> **Work to be completed**: Show every line below where "ExtractAll" can be found.

::::

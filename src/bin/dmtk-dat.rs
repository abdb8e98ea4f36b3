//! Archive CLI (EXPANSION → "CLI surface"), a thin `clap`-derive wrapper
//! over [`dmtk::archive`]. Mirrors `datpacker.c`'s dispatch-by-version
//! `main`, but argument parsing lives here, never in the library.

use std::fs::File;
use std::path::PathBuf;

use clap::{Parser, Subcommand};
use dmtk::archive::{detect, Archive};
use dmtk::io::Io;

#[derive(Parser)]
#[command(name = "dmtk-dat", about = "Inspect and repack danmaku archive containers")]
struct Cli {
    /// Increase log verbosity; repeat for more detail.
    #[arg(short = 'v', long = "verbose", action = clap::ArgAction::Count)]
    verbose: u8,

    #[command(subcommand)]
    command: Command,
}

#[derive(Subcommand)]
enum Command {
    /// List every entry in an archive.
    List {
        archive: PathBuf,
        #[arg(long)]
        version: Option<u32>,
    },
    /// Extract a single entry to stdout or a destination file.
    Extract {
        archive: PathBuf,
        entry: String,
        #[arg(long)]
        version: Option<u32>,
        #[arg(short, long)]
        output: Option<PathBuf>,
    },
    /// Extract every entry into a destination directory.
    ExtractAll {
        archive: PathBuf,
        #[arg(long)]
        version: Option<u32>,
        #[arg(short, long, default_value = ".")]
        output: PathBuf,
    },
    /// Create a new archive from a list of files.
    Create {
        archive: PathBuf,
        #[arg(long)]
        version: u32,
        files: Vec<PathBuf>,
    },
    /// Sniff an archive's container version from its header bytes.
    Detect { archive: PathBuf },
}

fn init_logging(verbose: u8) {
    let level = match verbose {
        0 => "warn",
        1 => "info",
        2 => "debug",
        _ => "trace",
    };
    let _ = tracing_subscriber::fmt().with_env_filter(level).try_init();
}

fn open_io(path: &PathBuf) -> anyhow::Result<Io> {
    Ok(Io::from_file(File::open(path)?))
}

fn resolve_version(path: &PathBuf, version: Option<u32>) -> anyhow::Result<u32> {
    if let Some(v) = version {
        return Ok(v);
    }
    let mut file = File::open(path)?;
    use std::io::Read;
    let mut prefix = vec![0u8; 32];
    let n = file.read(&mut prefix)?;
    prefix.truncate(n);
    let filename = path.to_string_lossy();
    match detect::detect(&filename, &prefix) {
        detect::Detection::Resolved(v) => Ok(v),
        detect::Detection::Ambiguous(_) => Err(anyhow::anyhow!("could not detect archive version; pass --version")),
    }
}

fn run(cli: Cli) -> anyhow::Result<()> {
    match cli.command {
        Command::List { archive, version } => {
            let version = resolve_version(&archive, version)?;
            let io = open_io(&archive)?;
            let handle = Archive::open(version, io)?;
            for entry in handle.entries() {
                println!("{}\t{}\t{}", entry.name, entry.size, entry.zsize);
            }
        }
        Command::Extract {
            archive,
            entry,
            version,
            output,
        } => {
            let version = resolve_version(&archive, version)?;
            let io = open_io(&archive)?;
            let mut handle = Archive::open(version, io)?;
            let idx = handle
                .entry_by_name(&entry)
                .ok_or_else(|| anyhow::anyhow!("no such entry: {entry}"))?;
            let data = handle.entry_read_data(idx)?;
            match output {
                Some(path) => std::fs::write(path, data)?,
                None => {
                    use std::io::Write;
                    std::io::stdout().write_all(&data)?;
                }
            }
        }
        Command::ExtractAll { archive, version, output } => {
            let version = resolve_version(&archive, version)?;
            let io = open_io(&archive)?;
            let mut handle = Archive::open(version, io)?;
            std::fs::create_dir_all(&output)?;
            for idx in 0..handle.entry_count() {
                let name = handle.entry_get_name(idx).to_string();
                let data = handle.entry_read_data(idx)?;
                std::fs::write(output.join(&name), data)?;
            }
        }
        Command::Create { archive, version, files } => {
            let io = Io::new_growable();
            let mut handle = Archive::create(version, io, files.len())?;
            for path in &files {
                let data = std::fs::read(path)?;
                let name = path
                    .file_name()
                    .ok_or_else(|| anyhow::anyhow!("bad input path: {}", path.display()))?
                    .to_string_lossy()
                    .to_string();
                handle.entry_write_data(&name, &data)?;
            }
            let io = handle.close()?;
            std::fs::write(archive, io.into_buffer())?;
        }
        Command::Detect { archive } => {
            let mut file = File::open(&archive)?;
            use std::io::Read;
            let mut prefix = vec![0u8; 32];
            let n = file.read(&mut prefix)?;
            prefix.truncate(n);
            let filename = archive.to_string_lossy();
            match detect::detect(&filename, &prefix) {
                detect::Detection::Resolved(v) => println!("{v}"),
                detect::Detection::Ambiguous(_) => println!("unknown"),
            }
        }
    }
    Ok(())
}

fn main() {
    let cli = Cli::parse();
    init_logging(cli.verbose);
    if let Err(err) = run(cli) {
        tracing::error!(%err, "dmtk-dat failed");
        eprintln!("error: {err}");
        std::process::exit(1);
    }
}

::::

> **Exercise result**:
    ExtractAll {
        Command::ExtractAll { archive, version, output } => {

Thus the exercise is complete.